March 16, 2011
By THE NEW YORK TIMES
LOS ANGELES — A prominent Republican fund-raiser was charged Wednesday in a federal grand jury indictment with orchestrating a Ponzi scheme that defrauded investors of hundreds of millions of dollars.
The fund-raiser, Timothy Durham, 48, was arrested early in the morning at his West Hollywood home and charged with 12 counts of securities and wire fraud in federal court here.
Prosecutors accuse Mr. Durham of taking money investors trusted to his business, the Fair Finance Company, and using it make loans to himself and his businesses; earlier investors were repaid with money from newer ones.
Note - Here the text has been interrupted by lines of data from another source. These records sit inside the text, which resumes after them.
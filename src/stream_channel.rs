use crate::frame::LengthDecoder;
use anyhow::bail;
use bytes::{BufMut, Bytes, BytesMut};
use std::collections::VecDeque;
use tracing::trace;

/// Incremental receive state for the stream channel: a two-phase cursor that is either
///  accumulating a length prefix or filling a payload buffer.
///
/// Exactly one instance exists per connection, and only the connection's read loop ever
///  touches it - so it needs no lock.
pub struct ReceiveCursor {
    max_payload_len: usize,
    phase: Phase,
}

enum Phase {
    Length(LengthDecoder),
    Payload { buf: BytesMut, target_len: usize },
}

impl ReceiveCursor {
    pub fn new(max_payload_len: usize) -> ReceiveCursor {
        ReceiveCursor {
            max_payload_len,
            phase: Phase::Length(LengthDecoder::default()),
        }
    }

    /// Feeds one received byte into the cursor, returning a payload if this byte
    ///  completed one.
    ///
    /// An error means the peer violated the framing protocol (or the configured payload
    ///  bound); the cursor is not recoverable, and the caller is expected to close the
    ///  connection.
    pub fn push(&mut self, byte: u8) -> anyhow::Result<Option<Bytes>> {
        match &mut self.phase {
            Phase::Length(decoder) => {
                match decoder.push(byte)? {
                    None => Ok(None),
                    Some(len) if len > self.max_payload_len => {
                        bail!("stream packet length {} exceeds the configured maximum of {}", len, self.max_payload_len);
                    }
                    Some(0) => {
                        trace!("received empty stream payload");
                        Ok(Some(Bytes::new()))
                    }
                    Some(len) => {
                        self.phase = Phase::Payload { buf: BytesMut::with_capacity(len), target_len: len };
                        Ok(None)
                    }
                }
            }
            Phase::Payload { buf, target_len } => {
                buf.put_u8(byte);
                if buf.len() < *target_len {
                    return Ok(None);
                }
                let payload = std::mem::take(buf).freeze();
                trace!("received stream payload of length {}", payload.len());
                self.phase = Phase::Length(LengthDecoder::default());
                Ok(Some(payload))
            }
        }
    }
}

/// One stream packet awaiting transmission: the framed bytes for the wire, and the
///  original payload for the `sent` notification.
#[derive(Debug, Clone, Eq, PartialEq)]
pub struct QueuedPacket {
    pub encoded: Bytes,
    pub payload: Bytes,
}

/// The stream channel's FIFO send queue.
///
/// This is pure bookkeeping behind the connection's send-queue lock; the actual writes
///  happen in a drain task owned by the connection. Invariants: queue order equals
///  send-call order, and `write_in_flight` is true iff exactly one drain task exists.
#[derive(Default)]
pub struct SendQueue {
    queue: VecDeque<QueuedPacket>,
    write_in_flight: bool,
}

impl SendQueue {
    /// Appends a packet to the queue tail. Returns true iff the caller just became the
    ///  writer, i.e. no write was in flight and the caller must start the drain.
    pub fn enqueue(&mut self, packet: QueuedPacket) -> bool {
        self.queue.push_back(packet);
        if self.write_in_flight {
            false
        }
        else {
            self.write_in_flight = true;
            true
        }
    }

    /// Called by the drain task to get the next packet to write. Clears the
    ///  write-in-flight flag when the queue is empty - the drain task must terminate in
    ///  that case.
    pub fn next_or_finish(&mut self) -> Option<QueuedPacket> {
        let next = self.queue.pop_front();
        if next.is_none() {
            self.write_in_flight = false;
        }
        next
    }

    /// Abandons all pending packets without error, returning how many were dropped.
    ///  Part of closing the connection.
    pub fn clear(&mut self) -> usize {
        let num_abandoned = self.queue.len();
        self.queue.clear();
        num_abandoned
    }
}
use crate::config::ConnectionConfig;
use crate::datagram_channel::DatagramChannel;
use crate::datagram_transport::DatagramTransport;
use crate::frame;
use crate::listener::ConnectionListener;
use crate::stream_channel::{QueuedPacket, ReceiveCursor, SendQueue};
use crate::stream_transport::StreamTransport;
use anyhow::bail;
use bytes::Bytes;
use std::net::SocketAddr;
use std::sync::atomic::{AtomicBool, Ordering};
use std::sync::Arc;
use tokio::sync::{watch, Mutex, RwLock};
use tokio::time::{interval, Instant};
use tracing::{debug, info, span, trace, warn, Instrument, Level};
use uuid::Uuid;

/// Connection is the place where the per-peer parts of the protocol come together: it
///  drives the stream channel's read loop and FIFO send queue, the redundant datagram
///  channel, the idle keep-alive timer, and the connection's lifecycle.
///
/// A connection is created around an established stream transport (and the process-wide
///  datagram transport) once a peer is accepted or dialed; creation itself does no I/O.
///  [Connection::start] spawns the read loop and the keep-alive timer. [Connection::close]
///  tears everything down; it is idempotent, and it is also triggered internally by read
///  or write failures.
pub struct Connection {
    shared: Arc<ConnectionShared>,
}

struct ConnectionShared {
    config: ConnectionConfig,
    peer_addr: SocketAddr,
    stream_transport: Arc<dyn StreamTransport>,
    datagram_transport: Arc<dyn DatagramTransport>,
    datagram_channel: DatagramChannel,

    /// pending stream packets - NB: this lock and the datagram channel's lock are
    ///  deliberately independent, so one channel never blocks on the other
    send_queue: Mutex<SendQueue>,
    /// when the most recent stream send was *requested* - the keep-alive timer measures
    ///  idleness from here
    last_stream_send: Mutex<Instant>,
    listeners: RwLock<Vec<Arc<dyn ConnectionListener>>>,

    started: AtomicBool,
    /// `Open -> Closed` is the connection's entire lifecycle; the watch channel doubles
    ///  as the exactly-once guard for closure and as the wake-up for the loops
    closed: watch::Sender<bool>,
}

impl Connection {
    pub fn new(
        stream_transport: Arc<dyn StreamTransport>,
        datagram_transport: Arc<dyn DatagramTransport>,
        peer_addr: SocketAddr,
        config: ConnectionConfig,
    ) -> anyhow::Result<Connection> {
        config.validate()?;

        Ok(Connection {
            shared: Arc::new(ConnectionShared {
                datagram_channel: DatagramChannel::new(config.max_payload_len),
                config,
                peer_addr,
                stream_transport,
                datagram_transport,
                send_queue: Mutex::new(SendQueue::default()),
                last_stream_send: Mutex::new(Instant::now()),
                listeners: RwLock::new(Vec::new()),
                started: AtomicBool::new(false),
                closed: watch::Sender::new(false),
            }),
        })
    }

    pub fn peer_addr(&self) -> SocketAddr {
        self.shared.peer_addr
    }

    pub fn is_closed(&self) -> bool {
        *self.shared.closed.borrow()
    }

    /// Registers a listener for this connection's events.
    pub async fn add_listener(&self, listener: Arc<dyn ConnectionListener>) {
        self.shared.listeners.write().await
            .push(listener);
    }

    /// Spawns the connection's read loop and its keep-alive timer. Idempotent - there is
    ///  never more than one read in flight per connection.
    pub fn start(&self) {
        if self.shared.started.swap(true, Ordering::SeqCst) {
            warn!("connection to {:?} started more than once - ignoring", self.shared.peer_addr);
            return;
        }

        let shared = self.shared.clone();
        tokio::spawn(async move { shared.read_loop().await });

        let shared = self.shared.clone();
        tokio::spawn(async move { shared.keep_alive_loop().await });
    }

    /// Sends a payload on the reliable ordered channel. Payloads sent back-to-back reach
    ///  the peer in call order; `on_sent` is notified once the payload has been handed to
    ///  the transport.
    ///
    /// This registers the payload and returns; the actual write happens on the
    ///  connection's single-writer drain task. A write failure closes the connection
    ///  rather than surfacing here.
    pub async fn send_stream(&self, payload: &[u8]) -> anyhow::Result<()> {
        self.shared.enqueue_stream_send(payload).await
    }

    /// Sends a payload on the unreliable datagram channel, piggybacking up to
    ///  `redundancy` previously sent packets so the peer can recover from isolated
    ///  datagram loss. Callers tune `redundancy` against its bandwidth cost.
    pub async fn send_datagram(&self, payload: &[u8], redundancy: usize) -> anyhow::Result<()> {
        if self.is_closed() {
            bail!("connection to {:?} is closed", self.shared.peer_addr);
        }

        let datagram = self.shared.datagram_channel.compose(payload, redundancy).await?;
        self.shared.datagram_transport.send_datagram(self.shared.peer_addr, &datagram).await;
        Ok(())
    }

    /// Entry point for inbound datagrams, called by the datagram transport's owner after
    ///  demultiplexing by peer address.
    pub async fn on_datagram(&self, datagram: Bytes) {
        if self.is_closed() {
            trace!("dropping datagram for closed connection to {:?}", self.shared.peer_addr);
            return;
        }

        let correlation_id = Uuid::new_v4();
        let span = span!(Level::TRACE, "datagram_received", ?correlation_id);

        let shared = self.shared.clone();
        async move {
            for payload in shared.datagram_channel.accept(datagram).await {
                shared.notify_received(&payload).await;
            }
        }
            .instrument(span)
            .await
    }

    /// Closes the connection: stops the timer and the read loop, abandons unsent stream
    ///  packets, releases the stream transport and notifies `closed` listeners. Safe to
    ///  call any number of times; everything happens exactly once.
    pub async fn close(&self) {
        self.shared.do_close().await
    }
}

impl ConnectionShared {
    async fn read_loop(self: Arc<Self>) {
        debug!("starting read loop for connection to {:?}", self.peer_addr);

        let mut cursor = ReceiveCursor::new(self.config.max_payload_len);
        let mut closed_rx = self.closed.subscribe();

        loop {
            if *closed_rx.borrow_and_update() {
                break;
            }

            let chunk = tokio::select! {
                _ = closed_rx.changed() => continue,
                result = self.stream_transport.read_chunk(self.config.read_buffer_len) => match result {
                    Ok(chunk) => chunk,
                    Err(e) => {
                        debug!("read error on connection to {:?}: {}", self.peer_addr, e);
                        break;
                    }
                },
            };

            if chunk.is_empty() {
                debug!("peer {:?} closed the stream", self.peer_addr);
                break;
            }

            let correlation_id = Uuid::new_v4();
            let span = span!(Level::TRACE, "stream_chunk_received", ?correlation_id);

            if let Err(e) = self.process_chunk(&mut cursor, chunk).instrument(span).await {
                warn!("protocol error on connection to {:?}: {:#} - closing", self.peer_addr, e);
                break;
            }
        }

        self.do_close().await;
    }

    /// Scans one received chunk through the cursor. A chunk may complete any number of
    ///  payloads; each one is dispatched before scanning continues.
    async fn process_chunk(&self, cursor: &mut ReceiveCursor, chunk: Bytes) -> anyhow::Result<()> {
        trace!("received chunk of {} bytes from {:?}", chunk.len(), self.peer_addr);

        for &byte in chunk.iter() {
            if let Some(payload) = cursor.push(byte)? {
                self.notify_received(&payload).await;
            }
        }
        Ok(())
    }

    async fn keep_alive_loop(self: Arc<Self>) {
        let mut closed_rx = self.closed.subscribe();
        let mut timer = interval(self.config.keep_alive_interval);
        timer.tick().await; // the first tick completes immediately

        loop {
            if *closed_rx.borrow_and_update() {
                break;
            }

            tokio::select! {
                _ = closed_rx.changed() => continue,
                _ = timer.tick() => {}
            }

            let idle_for = self.last_stream_send.lock().await.elapsed();
            if idle_for < self.config.idle_threshold {
                continue;
            }

            trace!("connection to {:?} idle for {:?} - sending keep-alive", self.peer_addr, idle_for);
            if let Err(e) = self.enqueue_stream_send(&[]).await {
                // closed concurrently - the flag check above ends the loop
                debug!("keep-alive send failed: {:#}", e);
            }
        }
    }

    async fn enqueue_stream_send(self: &Arc<Self>, payload: &[u8]) -> anyhow::Result<()> {
        if *self.closed.borrow() {
            bail!("connection to {:?} is closed", self.peer_addr);
        }
        if payload.len() > self.config.max_payload_len {
            bail!("stream payload of length {} exceeds the configured maximum of {}", payload.len(), self.config.max_payload_len);
        }

        trace!("registering stream payload of length {} for sending to {:?}", payload.len(), self.peer_addr);
        *self.last_stream_send.lock().await = Instant::now();

        let packet = QueuedPacket {
            encoded: frame::encode_stream_packet(payload),
            payload: Bytes::copy_from_slice(payload),
        };

        let became_writer = self.send_queue.lock().await.enqueue(packet);
        if became_writer {
            let shared = self.clone();
            tokio::spawn(async move { shared.drain_send_queue().await });
        }
        Ok(())
    }

    /// The stream channel's single writer: pops queued packets and writes them until the
    ///  queue runs dry. At most one of these exists per connection at any time, which is
    ///  what makes stream delivery strictly FIFO.
    async fn drain_send_queue(self: Arc<Self>) {
        loop {
            let next = self.send_queue.lock().await.next_or_finish();
            let Some(packet) = next else {
                break;
            };

            trace!("writing stream packet of {} bytes to {:?}", packet.encoded.len(), self.peer_addr);
            if let Err(e) = self.stream_transport.write_chunk(&packet.encoded).await {
                debug!("write error on connection to {:?}: {}", self.peer_addr, e);
                self.do_close().await;
                break;
            }

            self.notify_sent(&packet.payload).await;
        }
    }

    async fn notify_received(&self, payload: &[u8]) {
        let listeners = self.listeners.read().await.clone();
        for listener in listeners {
            if let Err(e) = listener.on_received(payload).await {
                warn!("error in received listener for {:?}: {:#}", self.peer_addr, e);
            }
        }
    }

    async fn notify_sent(&self, payload: &[u8]) {
        let listeners = self.listeners.read().await.clone();
        for listener in listeners {
            if let Err(e) = listener.on_sent(payload).await {
                warn!("error in sent listener for {:?}: {:#}", self.peer_addr, e);
            }
        }
    }

    async fn do_close(self: &Arc<Self>) {
        let newly_closed = self.closed.send_if_modified(|closed| {
            if *closed {
                false
            }
            else {
                *closed = true;
                true
            }
        });
        if !newly_closed {
            return;
        }

        info!("closing connection to {:?}", self.peer_addr);

        let num_abandoned = self.send_queue.lock().await.clear();
        if num_abandoned > 0 {
            debug!("abandoning {} unsent stream packets for {:?}", num_abandoned, self.peer_addr);
        }

        self.stream_transport.shutdown().await;

        let listeners = self.listeners.read().await.clone();
        for listener in listeners {
            if let Err(e) = listener.on_closed().await {
                warn!("error in closed listener for {:?}: {:#}", self.peer_addr, e);
            }
        }
    }
}
//! Action validation and sequencing.
//!
//! Proposed remediation actions arrive unordered and untrusted. The
//! validator checks each one against current wallet holdings, drops
//! anything infeasible, and emits the survivors sorted by their declared
//! execution order. Dropping is silent at the API level; each drop is
//! logged at debug with the reason.

use alloy::primitives::Address;
use guardian_api::{ActionType, HoldingsSnapshot, ProposedAction};
use tracing::debug;

/// An ordered, feasibility-checked batch of actions for one position.
#[derive(Debug, Clone)]
pub struct ValidatedActionPlan {
    /// Owning wallet
    pub owner: Address,
    /// Chain the position lives on
    pub chain_id: u64,
    /// Actions sorted ascending by declared order
    pub actions: Vec<ProposedAction>,
}

impl ValidatedActionPlan {
    pub fn is_empty(&self) -> bool {
        self.actions.is_empty()
    }
}

/// Checks proposed actions against wallet holdings and orders them.
#[derive(Debug, Clone, Copy, Default)]
pub struct ActionValidator;

impl ActionValidator {
    pub fn new() -> Self {
        Self
    }

    /// Validate a batch of actions against holdings and sort the survivors.
    ///
    /// `position_chain_id` is the chain the position lives on; repay,
    /// supply, and swap are checked against holdings there. Bridge and
    /// transfer are checked against their declared source chain instead.
    /// The sort is stable, so actions sharing an order value keep their
    /// proposal order. Declared order values are preserved as-is, gaps and
    /// duplicates included.
    pub fn validate_and_order(
        &self,
        actions: &[ProposedAction],
        position_chain_id: u64,
        holdings: &[HoldingsSnapshot],
    ) -> Vec<ProposedAction> {
        let mut valid: Vec<ProposedAction> = actions
            .iter()
            .filter(|action| self.is_feasible(action, position_chain_id, holdings))
            .cloned()
            .collect();
        valid.sort_by_key(|a| a.order);
        valid
    }

    fn is_feasible(
        &self,
        action: &ProposedAction,
        position_chain_id: u64,
        holdings: &[HoldingsSnapshot],
    ) -> bool {
        if action.token.is_empty() {
            debug!(order = action.order, "dropping action with empty token");
            return false;
        }
        if !(action.amount > 0.0) {
            debug!(
                order = action.order,
                token = %action.token,
                amount = action.amount,
                "dropping action with non-positive amount"
            );
            return false;
        }

        match action.action_type {
            ActionType::Repay | ActionType::Supply => {
                let balance = balance_on(holdings, position_chain_id, &action.token);
                if balance <= 0.0 {
                    debug!(
                        token = %action.token,
                        chain_id = position_chain_id,
                        "dropping {}: no wallet balance",
                        action.action_type.as_str()
                    );
                    return false;
                }
                if action.amount > balance {
                    debug!(
                        token = %action.token,
                        amount = action.amount,
                        balance,
                        "dropping {}: amount exceeds balance",
                        action.action_type.as_str()
                    );
                    return false;
                }
                true
            }
            // Source balance must exist; the output amount is the venue's
            // concern, not checked here.
            ActionType::Swap => {
                let balance = balance_on(holdings, position_chain_id, &action.token);
                if balance <= 0.0 {
                    debug!(
                        token = %action.token,
                        chain_id = position_chain_id,
                        "dropping swap: no source balance"
                    );
                    return false;
                }
                true
            }
            ActionType::Bridge | ActionType::Transfer => {
                let Some(src_chain_id) = action.src_chain_id else {
                    debug!(
                        token = %action.token,
                        "dropping {}: missing source chain",
                        action.action_type.as_str()
                    );
                    return false;
                };
                let balance = balance_on(holdings, src_chain_id, &action.token);
                if balance <= 0.0 {
                    debug!(
                        token = %action.token,
                        chain_id = src_chain_id,
                        "dropping {}: no balance on source chain",
                        action.action_type.as_str()
                    );
                    return false;
                }
                if action.amount > balance {
                    debug!(
                        token = %action.token,
                        amount = action.amount,
                        balance,
                        "dropping {}: amount exceeds source balance",
                        action.action_type.as_str()
                    );
                    return false;
                }
                true
            }
            // Withdrawals come out of the protocol, not the wallet
            ActionType::Withdraw => true,
        }
    }
}

fn balance_on(holdings: &[HoldingsSnapshot], chain_id: u64, token: &str) -> f64 {
    holdings
        .iter()
        .filter(|snapshot| snapshot.chain_id == chain_id)
        .map(|snapshot| snapshot.balance_of(token))
        .sum()
}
From 2002 to 2009, more than 5,000 investors were defrauded out of more than $200 million, the indictment said. The company later filed for bankruptcy.
The bankruptcy trustee for Fair Finance told creditors in August that much of the $54 million Mr. Durham had lent himself helped finance his lavish lifestyle — at his Indianapolis home, a 45-car garage housed an Aston Martin designed to look like the car James Bond drove in “Goldfinger,” while in Miami he kept a four-bedroom yacht.
Mr. Durham donated more than $800,000 to the Republican Party and candidates in Indiana, including almost $200,000 to Gov. Mitch Daniels. Neither Mr. Durham’s lawyer nor Mr. Daniels’s campaign responded to requests for comment.
Two of Mr. Durham’s business associates, James F. Cochran, 55, and Rick D. Snow, 47, were also charged with security and wire fraud on Wednesday.